What is expected:
Whenever a line below includes the word "complete", copy that line.
** Opening Extracted material block **
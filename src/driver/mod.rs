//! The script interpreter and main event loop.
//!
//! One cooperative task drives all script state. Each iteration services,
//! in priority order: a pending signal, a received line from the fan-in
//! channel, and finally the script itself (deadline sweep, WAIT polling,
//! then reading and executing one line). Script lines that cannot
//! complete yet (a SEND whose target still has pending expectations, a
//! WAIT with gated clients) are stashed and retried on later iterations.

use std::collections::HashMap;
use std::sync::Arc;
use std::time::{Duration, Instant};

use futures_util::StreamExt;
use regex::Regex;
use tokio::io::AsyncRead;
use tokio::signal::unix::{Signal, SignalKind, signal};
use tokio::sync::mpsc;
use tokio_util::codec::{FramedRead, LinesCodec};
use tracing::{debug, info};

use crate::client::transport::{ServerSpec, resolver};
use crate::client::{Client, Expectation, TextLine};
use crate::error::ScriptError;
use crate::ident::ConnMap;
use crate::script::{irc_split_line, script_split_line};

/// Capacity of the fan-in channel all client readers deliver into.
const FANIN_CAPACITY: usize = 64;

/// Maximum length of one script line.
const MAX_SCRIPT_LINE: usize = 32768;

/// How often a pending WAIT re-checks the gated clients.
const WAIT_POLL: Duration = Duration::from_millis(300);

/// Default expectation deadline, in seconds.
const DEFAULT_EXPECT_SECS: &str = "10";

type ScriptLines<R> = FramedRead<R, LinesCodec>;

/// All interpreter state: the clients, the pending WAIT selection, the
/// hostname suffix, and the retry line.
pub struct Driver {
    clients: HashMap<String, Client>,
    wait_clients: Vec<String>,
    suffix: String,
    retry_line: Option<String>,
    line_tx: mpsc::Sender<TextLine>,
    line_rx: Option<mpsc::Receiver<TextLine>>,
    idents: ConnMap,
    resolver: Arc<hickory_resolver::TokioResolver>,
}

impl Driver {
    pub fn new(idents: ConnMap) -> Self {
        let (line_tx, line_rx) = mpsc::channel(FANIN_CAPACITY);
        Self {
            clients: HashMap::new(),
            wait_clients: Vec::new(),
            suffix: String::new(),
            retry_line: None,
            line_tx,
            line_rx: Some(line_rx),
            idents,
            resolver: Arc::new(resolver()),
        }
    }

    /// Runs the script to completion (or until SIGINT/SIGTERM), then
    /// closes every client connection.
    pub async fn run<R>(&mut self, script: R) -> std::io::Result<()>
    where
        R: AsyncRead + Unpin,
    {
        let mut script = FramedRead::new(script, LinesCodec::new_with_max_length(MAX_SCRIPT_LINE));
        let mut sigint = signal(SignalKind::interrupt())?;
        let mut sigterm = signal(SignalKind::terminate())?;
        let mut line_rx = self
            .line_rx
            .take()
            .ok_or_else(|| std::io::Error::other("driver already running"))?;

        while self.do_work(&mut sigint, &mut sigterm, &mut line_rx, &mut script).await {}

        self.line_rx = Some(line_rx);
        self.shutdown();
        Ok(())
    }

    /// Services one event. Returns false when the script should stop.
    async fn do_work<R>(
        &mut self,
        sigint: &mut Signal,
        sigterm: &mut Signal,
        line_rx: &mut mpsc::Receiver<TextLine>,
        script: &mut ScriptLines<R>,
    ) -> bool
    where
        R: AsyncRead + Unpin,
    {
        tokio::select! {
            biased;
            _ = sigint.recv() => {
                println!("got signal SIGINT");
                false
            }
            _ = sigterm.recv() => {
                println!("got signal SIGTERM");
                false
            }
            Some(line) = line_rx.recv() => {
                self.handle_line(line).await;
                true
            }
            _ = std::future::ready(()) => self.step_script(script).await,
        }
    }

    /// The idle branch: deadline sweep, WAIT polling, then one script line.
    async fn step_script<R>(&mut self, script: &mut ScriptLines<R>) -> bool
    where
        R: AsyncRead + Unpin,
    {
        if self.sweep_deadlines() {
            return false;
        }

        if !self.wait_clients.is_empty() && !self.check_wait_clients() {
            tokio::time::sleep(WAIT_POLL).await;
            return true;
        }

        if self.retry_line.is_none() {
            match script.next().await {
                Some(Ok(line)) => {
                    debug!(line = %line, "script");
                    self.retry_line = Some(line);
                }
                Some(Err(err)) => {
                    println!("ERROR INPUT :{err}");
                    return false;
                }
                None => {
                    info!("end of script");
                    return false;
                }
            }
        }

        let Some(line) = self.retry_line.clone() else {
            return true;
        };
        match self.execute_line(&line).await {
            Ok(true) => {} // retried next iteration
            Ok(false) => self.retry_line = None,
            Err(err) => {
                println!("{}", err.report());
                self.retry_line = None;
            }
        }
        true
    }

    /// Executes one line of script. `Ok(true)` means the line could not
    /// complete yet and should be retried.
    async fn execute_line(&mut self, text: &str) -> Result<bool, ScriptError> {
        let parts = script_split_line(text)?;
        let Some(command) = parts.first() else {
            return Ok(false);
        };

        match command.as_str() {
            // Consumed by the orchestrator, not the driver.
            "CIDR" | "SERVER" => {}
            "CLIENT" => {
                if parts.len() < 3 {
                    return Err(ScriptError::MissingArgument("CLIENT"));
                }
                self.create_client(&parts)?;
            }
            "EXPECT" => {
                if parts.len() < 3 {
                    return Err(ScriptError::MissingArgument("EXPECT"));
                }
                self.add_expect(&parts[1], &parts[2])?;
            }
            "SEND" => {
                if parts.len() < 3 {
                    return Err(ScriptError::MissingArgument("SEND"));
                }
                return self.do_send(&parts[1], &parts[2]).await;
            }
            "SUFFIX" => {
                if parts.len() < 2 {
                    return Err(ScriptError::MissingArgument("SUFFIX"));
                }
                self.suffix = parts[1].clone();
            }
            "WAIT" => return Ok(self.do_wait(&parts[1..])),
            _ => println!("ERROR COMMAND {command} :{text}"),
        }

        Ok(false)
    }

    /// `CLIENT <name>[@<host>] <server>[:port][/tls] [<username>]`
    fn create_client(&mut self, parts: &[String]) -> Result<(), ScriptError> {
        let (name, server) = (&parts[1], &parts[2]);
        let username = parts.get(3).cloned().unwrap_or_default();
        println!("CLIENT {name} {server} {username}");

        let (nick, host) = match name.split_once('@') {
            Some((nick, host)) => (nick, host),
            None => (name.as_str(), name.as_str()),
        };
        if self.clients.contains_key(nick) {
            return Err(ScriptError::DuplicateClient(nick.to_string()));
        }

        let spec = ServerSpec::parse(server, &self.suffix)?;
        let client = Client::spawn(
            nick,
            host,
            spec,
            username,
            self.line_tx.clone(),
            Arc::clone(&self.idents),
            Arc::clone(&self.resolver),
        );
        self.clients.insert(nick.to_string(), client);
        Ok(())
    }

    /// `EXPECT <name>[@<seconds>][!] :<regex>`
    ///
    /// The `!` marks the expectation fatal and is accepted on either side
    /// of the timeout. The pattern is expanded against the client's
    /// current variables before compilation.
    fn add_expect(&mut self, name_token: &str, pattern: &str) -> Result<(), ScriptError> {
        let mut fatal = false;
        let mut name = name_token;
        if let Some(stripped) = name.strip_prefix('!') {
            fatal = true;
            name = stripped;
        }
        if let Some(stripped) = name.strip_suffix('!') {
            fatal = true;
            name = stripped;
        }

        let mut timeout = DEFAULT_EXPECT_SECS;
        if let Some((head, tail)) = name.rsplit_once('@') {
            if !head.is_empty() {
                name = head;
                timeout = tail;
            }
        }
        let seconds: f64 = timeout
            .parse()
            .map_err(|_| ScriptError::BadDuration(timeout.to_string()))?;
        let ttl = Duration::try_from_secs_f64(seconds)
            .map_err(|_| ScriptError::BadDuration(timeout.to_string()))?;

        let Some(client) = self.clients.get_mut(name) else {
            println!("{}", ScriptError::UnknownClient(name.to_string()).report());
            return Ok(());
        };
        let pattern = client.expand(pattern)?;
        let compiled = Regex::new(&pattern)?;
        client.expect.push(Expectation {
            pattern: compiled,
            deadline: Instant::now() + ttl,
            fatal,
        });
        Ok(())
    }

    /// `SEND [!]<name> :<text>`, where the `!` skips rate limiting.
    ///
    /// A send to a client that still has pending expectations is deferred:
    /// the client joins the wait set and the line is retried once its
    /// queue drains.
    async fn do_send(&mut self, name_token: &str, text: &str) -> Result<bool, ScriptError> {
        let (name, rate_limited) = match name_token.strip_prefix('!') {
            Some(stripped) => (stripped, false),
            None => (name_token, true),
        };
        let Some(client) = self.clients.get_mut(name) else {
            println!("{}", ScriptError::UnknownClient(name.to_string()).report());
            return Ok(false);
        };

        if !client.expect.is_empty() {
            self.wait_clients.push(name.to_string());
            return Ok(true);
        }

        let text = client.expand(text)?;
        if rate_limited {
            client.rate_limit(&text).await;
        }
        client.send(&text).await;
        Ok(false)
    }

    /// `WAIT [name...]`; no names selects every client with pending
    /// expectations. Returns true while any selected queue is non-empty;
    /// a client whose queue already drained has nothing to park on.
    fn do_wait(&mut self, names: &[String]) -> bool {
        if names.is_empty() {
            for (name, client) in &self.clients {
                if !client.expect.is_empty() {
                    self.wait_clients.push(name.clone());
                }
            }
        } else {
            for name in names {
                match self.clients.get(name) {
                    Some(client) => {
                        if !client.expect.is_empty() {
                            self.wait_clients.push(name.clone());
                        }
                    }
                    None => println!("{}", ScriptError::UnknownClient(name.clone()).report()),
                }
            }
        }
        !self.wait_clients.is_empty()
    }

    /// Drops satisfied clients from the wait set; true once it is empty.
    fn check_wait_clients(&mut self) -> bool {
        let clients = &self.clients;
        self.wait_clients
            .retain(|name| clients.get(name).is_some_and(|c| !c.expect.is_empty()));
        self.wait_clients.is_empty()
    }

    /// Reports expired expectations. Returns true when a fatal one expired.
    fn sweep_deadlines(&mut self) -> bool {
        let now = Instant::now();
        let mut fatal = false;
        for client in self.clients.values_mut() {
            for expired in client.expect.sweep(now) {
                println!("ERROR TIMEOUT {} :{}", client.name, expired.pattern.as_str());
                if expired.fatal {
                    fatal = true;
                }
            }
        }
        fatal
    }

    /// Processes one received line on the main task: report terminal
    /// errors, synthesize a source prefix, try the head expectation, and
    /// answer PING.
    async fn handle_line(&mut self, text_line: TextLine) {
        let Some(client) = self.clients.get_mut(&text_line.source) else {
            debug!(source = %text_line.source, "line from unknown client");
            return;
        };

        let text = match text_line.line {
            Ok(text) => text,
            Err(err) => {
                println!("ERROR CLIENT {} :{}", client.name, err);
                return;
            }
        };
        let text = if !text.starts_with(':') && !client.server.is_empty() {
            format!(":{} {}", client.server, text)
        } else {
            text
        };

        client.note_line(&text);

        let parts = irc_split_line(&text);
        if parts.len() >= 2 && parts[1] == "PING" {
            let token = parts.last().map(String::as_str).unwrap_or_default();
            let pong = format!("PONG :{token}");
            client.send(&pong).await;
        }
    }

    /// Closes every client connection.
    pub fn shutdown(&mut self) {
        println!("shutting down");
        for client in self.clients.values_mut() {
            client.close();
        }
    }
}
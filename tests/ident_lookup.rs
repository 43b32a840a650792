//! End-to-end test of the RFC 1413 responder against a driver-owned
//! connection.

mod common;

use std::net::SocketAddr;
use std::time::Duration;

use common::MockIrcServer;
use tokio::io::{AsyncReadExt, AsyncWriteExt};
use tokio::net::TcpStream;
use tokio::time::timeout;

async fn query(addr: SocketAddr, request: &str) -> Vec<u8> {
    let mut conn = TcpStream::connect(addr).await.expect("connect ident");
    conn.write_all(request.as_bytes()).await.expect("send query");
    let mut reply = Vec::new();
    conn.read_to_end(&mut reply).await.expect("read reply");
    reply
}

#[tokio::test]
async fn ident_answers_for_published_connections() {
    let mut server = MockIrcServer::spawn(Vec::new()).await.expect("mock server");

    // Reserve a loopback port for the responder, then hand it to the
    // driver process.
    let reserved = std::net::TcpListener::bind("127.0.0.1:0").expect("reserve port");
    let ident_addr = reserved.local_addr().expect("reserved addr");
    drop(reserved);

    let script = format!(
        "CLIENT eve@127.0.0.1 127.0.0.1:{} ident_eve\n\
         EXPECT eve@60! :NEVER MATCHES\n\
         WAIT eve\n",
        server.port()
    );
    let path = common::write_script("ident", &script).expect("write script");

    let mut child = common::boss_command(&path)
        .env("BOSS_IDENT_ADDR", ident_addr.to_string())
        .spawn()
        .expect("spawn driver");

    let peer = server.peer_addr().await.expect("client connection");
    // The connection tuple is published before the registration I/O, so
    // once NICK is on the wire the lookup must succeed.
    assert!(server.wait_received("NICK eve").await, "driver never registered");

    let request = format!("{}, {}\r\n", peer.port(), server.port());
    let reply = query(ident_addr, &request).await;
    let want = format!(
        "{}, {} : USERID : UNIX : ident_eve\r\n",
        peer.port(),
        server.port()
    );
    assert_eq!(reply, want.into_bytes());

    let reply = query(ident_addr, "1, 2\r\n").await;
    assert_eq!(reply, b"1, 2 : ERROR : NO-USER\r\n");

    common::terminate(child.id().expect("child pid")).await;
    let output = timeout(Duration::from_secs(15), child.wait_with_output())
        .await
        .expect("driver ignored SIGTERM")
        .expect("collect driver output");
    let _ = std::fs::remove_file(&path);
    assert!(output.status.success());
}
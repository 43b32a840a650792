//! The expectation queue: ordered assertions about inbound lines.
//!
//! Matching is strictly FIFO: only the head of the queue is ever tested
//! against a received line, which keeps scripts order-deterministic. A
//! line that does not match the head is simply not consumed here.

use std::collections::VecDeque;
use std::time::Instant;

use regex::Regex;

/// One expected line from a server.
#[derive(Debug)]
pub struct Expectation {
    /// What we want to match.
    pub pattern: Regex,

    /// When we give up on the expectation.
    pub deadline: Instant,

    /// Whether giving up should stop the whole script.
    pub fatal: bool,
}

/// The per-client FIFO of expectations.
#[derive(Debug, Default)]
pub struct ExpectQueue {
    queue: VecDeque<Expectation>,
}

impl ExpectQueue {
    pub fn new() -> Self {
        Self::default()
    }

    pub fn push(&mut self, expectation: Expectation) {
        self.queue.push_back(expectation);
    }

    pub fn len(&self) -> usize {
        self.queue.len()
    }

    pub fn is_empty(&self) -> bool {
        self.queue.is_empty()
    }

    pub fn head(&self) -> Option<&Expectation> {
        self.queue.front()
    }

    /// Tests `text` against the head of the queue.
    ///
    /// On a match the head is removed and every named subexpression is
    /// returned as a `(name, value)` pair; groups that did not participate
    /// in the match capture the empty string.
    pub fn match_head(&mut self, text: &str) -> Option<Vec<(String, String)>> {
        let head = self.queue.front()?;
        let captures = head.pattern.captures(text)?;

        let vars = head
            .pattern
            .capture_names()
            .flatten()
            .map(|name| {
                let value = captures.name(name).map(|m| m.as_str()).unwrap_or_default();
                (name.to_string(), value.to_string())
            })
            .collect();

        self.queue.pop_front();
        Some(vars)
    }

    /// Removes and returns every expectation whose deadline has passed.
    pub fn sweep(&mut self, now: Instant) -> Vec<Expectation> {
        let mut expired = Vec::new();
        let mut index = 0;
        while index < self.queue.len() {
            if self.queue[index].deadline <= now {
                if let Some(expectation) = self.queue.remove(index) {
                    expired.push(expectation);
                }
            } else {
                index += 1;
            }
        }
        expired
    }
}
** Closing Extracted material block **
Written response:
//! complete yet (a SEND whose target still has pending expectations, a
    /// complete yet and should be retried.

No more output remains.